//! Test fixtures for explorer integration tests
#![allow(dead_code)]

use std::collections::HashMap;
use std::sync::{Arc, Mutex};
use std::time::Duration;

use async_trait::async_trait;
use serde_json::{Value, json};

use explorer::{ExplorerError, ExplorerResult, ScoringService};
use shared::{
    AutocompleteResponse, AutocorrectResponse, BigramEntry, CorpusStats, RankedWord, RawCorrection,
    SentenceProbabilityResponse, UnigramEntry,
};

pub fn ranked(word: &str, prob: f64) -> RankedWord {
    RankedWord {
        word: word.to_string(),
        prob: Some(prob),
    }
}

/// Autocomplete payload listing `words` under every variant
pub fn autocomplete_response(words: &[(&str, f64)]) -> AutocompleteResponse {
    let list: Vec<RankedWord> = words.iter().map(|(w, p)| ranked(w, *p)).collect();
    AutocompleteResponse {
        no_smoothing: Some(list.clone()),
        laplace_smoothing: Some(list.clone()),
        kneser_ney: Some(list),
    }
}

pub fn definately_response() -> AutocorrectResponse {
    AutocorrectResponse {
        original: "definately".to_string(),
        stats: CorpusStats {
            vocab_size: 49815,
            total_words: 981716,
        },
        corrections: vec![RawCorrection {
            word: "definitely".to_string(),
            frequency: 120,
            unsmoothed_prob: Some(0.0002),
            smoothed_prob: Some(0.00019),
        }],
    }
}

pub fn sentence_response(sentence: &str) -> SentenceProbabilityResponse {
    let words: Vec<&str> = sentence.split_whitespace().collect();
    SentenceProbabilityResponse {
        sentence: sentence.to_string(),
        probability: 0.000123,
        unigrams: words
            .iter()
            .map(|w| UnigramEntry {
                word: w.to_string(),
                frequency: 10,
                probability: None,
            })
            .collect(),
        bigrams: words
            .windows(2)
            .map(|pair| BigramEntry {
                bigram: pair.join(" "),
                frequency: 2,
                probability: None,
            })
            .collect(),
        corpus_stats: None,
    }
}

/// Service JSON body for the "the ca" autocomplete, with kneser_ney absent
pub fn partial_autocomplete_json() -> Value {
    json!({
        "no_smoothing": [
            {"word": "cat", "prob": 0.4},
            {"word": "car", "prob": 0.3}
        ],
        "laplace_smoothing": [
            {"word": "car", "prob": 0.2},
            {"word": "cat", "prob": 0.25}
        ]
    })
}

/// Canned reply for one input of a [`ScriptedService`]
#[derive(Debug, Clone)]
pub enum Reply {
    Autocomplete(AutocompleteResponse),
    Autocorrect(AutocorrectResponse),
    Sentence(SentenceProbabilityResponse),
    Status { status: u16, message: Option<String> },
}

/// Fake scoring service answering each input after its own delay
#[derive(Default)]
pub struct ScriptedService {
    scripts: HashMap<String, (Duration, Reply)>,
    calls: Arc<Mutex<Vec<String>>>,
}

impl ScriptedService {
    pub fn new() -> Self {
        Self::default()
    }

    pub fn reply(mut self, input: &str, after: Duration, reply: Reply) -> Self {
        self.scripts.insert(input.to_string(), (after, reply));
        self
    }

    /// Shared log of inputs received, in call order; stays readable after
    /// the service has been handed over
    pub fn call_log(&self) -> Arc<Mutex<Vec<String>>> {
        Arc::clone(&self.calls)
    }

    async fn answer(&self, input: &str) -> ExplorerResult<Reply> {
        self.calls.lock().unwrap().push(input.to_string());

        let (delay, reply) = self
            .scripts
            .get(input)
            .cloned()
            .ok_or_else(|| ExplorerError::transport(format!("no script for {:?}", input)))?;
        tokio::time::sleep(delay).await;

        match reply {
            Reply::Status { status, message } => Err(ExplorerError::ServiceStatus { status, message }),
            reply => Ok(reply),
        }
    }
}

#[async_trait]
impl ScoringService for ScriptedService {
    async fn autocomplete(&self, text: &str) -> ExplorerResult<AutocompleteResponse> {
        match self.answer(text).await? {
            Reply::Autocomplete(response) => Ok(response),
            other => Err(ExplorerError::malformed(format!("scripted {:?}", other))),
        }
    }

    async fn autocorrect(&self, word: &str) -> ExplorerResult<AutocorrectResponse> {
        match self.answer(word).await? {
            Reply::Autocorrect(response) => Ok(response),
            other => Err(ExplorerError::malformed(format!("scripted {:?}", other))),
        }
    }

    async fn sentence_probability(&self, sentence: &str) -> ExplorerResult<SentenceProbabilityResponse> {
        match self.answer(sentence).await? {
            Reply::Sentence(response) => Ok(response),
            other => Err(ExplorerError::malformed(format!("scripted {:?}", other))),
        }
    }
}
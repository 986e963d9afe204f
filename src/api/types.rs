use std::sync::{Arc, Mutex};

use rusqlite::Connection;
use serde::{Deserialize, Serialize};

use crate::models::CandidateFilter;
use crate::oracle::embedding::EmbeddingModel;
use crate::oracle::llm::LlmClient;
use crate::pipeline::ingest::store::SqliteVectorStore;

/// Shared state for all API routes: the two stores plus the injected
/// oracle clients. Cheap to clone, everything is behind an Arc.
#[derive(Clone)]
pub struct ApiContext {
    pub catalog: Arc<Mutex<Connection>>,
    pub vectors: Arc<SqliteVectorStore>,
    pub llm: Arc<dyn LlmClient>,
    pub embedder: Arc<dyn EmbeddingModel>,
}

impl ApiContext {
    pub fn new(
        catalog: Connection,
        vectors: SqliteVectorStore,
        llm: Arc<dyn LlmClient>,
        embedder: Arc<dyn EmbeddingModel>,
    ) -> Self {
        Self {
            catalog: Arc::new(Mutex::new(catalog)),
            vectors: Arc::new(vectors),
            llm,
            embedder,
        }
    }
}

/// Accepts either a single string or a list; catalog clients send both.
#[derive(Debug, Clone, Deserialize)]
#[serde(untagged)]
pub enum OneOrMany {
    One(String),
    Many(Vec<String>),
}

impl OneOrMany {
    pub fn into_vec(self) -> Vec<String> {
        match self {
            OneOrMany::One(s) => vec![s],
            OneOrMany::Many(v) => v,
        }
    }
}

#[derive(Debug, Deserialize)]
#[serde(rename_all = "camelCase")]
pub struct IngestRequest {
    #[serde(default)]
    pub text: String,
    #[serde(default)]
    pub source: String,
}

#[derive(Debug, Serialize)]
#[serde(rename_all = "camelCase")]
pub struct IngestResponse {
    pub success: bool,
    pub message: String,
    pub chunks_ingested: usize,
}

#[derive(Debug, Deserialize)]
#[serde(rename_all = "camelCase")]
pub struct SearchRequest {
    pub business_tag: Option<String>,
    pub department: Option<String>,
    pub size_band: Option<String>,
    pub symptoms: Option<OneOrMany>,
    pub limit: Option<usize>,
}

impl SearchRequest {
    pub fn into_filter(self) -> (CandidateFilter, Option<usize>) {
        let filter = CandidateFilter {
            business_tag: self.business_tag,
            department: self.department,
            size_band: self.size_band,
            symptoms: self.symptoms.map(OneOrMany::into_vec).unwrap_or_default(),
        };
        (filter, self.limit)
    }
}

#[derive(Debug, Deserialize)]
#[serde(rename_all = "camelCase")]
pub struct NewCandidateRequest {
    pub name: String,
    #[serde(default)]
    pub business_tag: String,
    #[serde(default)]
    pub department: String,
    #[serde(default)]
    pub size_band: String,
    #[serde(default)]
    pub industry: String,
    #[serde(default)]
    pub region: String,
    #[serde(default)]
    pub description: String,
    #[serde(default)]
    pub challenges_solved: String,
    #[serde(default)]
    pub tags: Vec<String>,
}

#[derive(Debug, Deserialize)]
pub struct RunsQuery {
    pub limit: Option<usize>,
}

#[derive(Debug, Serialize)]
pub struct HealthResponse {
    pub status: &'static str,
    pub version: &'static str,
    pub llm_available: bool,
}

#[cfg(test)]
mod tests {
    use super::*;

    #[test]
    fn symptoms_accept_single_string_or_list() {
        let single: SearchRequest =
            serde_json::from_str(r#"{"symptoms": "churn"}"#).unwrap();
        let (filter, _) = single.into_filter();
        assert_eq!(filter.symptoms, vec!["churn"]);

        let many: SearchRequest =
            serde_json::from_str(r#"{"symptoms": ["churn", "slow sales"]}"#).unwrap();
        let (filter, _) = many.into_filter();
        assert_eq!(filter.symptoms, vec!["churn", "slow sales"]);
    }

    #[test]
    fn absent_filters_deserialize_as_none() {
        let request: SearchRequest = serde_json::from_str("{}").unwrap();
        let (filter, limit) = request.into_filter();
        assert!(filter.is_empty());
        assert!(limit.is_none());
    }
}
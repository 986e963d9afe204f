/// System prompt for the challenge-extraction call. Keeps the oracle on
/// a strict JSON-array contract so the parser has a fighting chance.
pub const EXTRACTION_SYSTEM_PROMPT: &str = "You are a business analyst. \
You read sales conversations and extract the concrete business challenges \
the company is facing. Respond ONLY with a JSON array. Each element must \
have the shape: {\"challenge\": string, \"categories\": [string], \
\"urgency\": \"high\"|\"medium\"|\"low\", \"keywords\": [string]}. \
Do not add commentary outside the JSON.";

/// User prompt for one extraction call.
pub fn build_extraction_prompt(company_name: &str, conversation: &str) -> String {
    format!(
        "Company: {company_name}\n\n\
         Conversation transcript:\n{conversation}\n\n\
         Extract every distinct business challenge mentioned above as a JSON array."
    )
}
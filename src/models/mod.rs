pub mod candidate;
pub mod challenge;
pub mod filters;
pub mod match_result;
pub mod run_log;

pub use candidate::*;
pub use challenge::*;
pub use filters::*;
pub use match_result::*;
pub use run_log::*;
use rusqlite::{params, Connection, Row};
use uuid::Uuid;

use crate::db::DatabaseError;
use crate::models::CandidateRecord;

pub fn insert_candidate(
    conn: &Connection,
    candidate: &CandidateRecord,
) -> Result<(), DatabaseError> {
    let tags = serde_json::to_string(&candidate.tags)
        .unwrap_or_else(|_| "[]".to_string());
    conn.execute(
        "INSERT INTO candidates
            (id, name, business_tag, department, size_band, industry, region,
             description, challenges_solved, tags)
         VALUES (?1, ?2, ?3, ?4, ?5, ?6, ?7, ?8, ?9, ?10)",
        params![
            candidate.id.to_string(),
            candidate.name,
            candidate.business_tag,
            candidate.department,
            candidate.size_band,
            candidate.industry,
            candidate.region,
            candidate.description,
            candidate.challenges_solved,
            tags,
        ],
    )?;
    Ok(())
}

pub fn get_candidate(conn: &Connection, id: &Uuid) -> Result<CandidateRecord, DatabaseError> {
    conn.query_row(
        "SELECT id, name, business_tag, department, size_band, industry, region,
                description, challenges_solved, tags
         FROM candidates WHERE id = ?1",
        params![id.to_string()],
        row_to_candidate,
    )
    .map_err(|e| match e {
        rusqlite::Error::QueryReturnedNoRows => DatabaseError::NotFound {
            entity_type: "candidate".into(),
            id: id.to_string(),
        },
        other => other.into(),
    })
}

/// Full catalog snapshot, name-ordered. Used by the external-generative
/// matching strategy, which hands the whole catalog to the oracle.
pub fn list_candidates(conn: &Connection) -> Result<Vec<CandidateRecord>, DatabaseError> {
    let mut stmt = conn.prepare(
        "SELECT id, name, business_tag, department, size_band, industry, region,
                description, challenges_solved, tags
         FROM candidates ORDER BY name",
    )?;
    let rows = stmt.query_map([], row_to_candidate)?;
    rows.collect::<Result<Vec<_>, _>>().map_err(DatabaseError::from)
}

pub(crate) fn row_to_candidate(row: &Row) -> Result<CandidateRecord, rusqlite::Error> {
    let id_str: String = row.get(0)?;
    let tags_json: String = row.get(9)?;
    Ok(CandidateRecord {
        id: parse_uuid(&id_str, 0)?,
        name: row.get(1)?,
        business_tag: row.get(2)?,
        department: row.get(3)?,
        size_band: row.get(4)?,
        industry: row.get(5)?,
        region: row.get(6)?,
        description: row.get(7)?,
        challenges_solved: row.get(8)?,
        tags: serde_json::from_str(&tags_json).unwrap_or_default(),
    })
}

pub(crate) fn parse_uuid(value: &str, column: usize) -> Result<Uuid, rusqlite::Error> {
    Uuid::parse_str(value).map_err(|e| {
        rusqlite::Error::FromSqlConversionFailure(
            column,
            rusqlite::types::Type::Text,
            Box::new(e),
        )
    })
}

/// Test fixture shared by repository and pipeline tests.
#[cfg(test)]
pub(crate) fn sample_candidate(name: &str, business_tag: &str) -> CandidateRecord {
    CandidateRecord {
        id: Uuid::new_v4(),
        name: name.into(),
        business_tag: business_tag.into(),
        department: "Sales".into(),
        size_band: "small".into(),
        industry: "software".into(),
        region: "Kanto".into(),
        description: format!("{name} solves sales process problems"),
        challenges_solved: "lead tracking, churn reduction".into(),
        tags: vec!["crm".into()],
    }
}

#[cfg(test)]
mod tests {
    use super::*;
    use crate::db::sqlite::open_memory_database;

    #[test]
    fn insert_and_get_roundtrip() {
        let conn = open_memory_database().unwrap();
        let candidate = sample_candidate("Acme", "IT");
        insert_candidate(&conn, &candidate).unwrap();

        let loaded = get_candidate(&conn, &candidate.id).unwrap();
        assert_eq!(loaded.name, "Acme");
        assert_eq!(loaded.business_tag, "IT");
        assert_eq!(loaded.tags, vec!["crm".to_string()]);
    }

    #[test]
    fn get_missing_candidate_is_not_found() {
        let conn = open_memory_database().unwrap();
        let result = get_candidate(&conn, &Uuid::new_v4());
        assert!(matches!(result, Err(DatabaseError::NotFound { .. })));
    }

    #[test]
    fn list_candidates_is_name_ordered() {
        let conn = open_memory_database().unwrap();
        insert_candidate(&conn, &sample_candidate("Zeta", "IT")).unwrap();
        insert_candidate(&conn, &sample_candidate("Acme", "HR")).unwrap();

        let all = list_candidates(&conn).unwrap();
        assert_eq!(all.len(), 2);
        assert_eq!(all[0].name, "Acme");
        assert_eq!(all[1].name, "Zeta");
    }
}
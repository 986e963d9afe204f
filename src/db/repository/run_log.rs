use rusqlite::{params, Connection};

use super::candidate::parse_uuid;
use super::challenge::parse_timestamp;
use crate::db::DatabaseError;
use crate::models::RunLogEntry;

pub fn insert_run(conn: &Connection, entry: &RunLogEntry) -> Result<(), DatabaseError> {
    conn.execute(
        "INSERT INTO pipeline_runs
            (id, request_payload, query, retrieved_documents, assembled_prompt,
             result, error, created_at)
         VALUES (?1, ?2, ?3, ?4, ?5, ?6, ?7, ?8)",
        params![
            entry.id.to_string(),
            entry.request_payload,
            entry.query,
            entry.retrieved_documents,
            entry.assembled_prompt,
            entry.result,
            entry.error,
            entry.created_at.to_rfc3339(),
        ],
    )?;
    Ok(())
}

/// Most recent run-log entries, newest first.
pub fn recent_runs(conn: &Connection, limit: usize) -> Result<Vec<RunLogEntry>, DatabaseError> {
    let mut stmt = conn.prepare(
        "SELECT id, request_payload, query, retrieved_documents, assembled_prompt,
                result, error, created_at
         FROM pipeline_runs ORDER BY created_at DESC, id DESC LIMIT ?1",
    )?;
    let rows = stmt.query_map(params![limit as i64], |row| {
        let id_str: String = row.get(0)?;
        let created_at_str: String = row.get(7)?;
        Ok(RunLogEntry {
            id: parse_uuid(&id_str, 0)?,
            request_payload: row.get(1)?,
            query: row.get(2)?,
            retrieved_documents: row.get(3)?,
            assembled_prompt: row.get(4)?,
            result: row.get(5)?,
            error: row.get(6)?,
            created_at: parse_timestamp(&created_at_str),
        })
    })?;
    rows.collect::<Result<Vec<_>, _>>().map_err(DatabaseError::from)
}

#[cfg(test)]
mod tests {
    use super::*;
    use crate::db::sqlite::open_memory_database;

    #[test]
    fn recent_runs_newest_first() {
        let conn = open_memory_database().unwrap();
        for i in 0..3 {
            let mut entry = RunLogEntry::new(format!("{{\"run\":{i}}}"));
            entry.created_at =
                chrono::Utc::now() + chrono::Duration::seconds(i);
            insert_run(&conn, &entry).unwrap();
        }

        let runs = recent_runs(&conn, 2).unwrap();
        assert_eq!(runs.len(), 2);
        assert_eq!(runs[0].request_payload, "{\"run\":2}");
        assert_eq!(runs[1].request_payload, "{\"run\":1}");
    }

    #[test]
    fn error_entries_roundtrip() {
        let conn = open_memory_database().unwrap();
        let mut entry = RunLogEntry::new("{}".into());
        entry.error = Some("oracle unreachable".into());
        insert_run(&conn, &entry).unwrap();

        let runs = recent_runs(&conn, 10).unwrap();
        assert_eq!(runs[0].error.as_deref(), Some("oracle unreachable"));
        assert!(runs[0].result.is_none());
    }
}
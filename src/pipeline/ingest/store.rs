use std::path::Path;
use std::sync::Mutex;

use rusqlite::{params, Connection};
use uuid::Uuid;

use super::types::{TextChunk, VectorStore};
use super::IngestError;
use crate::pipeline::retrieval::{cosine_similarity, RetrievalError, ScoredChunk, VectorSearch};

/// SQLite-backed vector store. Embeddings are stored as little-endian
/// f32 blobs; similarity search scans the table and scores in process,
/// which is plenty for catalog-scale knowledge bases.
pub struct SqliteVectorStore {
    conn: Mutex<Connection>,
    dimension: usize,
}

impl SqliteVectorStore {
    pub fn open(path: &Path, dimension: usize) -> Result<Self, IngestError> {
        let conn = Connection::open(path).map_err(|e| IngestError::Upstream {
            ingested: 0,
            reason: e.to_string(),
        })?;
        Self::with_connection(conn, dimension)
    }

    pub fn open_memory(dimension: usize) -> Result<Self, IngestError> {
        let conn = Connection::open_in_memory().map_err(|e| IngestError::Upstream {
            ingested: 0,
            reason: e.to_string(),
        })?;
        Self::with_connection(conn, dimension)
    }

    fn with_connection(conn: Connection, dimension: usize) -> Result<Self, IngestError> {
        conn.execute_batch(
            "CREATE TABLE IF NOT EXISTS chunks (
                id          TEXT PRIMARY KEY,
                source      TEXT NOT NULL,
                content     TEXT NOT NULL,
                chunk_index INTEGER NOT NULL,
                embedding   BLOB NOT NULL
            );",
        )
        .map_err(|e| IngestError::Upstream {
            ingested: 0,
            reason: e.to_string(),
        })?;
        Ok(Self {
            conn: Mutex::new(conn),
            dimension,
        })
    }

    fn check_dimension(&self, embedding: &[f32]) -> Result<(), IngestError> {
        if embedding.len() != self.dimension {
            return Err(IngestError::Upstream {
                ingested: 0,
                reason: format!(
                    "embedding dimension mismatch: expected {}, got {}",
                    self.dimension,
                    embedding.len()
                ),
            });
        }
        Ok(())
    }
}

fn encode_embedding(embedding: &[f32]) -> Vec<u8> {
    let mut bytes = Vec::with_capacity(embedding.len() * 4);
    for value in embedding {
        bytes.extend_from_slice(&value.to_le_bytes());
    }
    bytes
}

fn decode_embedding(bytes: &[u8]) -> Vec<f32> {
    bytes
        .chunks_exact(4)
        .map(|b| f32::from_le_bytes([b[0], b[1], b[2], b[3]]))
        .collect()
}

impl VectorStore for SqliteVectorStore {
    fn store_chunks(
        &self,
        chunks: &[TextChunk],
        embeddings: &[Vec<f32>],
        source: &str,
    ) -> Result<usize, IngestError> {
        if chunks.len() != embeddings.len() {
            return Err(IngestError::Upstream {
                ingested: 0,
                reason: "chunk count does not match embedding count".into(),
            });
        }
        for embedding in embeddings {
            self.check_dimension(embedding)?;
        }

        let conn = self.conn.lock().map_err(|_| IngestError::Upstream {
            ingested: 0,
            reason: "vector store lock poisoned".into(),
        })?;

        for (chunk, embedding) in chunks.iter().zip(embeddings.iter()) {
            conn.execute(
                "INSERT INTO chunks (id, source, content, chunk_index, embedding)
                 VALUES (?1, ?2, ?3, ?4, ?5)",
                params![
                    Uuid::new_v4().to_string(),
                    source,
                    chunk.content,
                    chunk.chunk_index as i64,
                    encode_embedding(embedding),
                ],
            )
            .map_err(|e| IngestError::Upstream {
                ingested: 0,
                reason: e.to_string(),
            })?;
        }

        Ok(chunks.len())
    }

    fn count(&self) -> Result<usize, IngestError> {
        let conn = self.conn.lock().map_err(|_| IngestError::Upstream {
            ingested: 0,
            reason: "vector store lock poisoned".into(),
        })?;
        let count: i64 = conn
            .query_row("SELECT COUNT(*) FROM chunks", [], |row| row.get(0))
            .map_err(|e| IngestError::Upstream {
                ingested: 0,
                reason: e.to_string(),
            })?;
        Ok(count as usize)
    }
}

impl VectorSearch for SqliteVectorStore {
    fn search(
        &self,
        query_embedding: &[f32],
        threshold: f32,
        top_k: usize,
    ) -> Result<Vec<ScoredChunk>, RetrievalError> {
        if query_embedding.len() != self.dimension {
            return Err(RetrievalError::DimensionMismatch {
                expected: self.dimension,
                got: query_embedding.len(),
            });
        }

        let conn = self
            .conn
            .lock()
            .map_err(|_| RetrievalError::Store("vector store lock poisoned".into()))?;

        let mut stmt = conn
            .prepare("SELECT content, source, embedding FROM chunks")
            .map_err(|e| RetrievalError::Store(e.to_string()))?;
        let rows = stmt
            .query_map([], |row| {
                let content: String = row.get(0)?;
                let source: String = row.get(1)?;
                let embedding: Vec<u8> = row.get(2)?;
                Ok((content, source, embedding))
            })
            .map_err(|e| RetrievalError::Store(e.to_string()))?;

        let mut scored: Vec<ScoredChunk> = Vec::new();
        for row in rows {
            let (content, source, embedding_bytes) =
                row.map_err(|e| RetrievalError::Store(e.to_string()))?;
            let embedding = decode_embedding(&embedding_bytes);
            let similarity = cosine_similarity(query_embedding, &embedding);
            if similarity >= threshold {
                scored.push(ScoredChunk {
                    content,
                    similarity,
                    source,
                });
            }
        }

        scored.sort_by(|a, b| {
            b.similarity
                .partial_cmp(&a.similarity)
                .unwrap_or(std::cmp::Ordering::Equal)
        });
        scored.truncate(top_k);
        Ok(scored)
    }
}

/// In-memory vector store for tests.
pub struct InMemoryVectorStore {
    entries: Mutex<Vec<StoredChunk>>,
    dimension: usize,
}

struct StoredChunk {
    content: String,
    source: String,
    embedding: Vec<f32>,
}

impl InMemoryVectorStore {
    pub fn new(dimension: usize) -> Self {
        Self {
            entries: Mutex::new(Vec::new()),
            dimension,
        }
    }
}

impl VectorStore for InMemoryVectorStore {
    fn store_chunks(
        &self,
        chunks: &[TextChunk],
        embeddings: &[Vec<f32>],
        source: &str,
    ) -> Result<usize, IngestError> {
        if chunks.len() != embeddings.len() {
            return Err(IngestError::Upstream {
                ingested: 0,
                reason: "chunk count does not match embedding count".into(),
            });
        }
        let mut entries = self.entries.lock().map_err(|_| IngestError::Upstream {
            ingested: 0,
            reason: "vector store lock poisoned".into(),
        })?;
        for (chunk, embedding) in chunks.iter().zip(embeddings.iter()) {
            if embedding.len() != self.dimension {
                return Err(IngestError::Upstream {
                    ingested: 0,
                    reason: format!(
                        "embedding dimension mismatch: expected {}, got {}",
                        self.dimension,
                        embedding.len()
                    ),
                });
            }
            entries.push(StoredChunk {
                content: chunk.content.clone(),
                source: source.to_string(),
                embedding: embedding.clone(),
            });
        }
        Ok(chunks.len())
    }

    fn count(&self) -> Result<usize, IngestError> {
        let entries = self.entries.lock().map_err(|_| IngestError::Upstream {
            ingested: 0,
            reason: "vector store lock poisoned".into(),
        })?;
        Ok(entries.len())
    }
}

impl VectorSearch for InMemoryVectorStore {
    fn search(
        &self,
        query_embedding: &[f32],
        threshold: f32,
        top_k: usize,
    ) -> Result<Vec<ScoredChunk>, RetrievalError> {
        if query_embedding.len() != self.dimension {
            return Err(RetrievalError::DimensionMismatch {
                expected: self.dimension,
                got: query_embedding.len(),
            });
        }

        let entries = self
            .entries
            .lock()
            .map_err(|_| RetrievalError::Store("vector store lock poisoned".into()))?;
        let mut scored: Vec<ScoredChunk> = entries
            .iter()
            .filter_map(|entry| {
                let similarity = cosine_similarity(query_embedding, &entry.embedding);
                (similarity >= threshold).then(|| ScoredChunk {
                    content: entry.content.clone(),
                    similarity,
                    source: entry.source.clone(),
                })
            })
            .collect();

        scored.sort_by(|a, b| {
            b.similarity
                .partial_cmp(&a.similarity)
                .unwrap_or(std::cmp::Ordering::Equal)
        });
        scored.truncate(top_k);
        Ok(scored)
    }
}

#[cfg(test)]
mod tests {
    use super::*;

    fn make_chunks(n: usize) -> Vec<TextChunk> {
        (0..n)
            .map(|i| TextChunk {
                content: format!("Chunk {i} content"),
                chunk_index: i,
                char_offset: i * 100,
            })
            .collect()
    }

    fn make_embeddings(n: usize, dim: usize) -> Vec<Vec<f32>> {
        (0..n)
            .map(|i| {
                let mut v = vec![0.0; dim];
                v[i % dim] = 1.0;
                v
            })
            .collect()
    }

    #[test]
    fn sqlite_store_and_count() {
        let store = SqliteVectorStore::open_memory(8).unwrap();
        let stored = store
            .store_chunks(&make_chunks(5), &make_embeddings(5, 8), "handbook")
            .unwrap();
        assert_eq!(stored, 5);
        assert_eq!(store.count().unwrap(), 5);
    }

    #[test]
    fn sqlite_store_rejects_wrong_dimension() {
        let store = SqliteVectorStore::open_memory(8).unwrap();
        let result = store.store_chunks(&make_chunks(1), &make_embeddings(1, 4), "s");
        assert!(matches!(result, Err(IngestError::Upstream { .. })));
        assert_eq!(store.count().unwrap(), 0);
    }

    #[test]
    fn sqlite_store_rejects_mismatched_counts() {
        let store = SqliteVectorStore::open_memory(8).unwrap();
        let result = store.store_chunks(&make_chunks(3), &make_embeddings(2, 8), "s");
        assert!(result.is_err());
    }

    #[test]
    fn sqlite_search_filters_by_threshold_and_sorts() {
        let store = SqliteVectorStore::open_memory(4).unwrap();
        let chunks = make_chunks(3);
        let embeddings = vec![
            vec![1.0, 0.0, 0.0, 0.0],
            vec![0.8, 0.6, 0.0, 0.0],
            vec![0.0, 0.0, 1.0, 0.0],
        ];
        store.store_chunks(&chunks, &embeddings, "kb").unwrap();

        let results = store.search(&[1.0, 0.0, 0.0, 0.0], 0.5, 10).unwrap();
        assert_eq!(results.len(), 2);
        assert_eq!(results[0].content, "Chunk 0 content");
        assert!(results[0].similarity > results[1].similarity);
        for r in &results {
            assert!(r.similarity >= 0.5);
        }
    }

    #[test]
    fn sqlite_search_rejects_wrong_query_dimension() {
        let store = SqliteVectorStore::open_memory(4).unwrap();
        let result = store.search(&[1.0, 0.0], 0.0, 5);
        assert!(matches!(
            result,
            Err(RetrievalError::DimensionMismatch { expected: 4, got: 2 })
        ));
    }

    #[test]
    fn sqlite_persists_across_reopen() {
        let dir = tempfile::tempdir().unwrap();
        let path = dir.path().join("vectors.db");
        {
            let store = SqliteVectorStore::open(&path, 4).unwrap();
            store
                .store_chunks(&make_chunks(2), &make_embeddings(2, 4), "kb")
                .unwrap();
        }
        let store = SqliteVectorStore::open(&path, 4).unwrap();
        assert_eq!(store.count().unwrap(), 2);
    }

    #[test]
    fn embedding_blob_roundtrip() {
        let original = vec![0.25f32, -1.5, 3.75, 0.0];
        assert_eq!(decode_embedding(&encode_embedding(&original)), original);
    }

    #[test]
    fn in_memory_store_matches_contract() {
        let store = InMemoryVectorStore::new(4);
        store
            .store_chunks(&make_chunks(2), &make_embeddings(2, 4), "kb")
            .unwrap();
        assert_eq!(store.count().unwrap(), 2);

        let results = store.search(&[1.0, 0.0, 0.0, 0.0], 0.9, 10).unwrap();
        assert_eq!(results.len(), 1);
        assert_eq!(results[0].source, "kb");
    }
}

* * * *

== What the task requires ==
Please show the lines in the entries above that hold the string "ScriptedService".

== Finished task ==
/// Canned reply for one input of a [`ScriptedService`]
pub struct ScriptedService {
impl ScriptedService {
impl ScoringService for ScriptedService {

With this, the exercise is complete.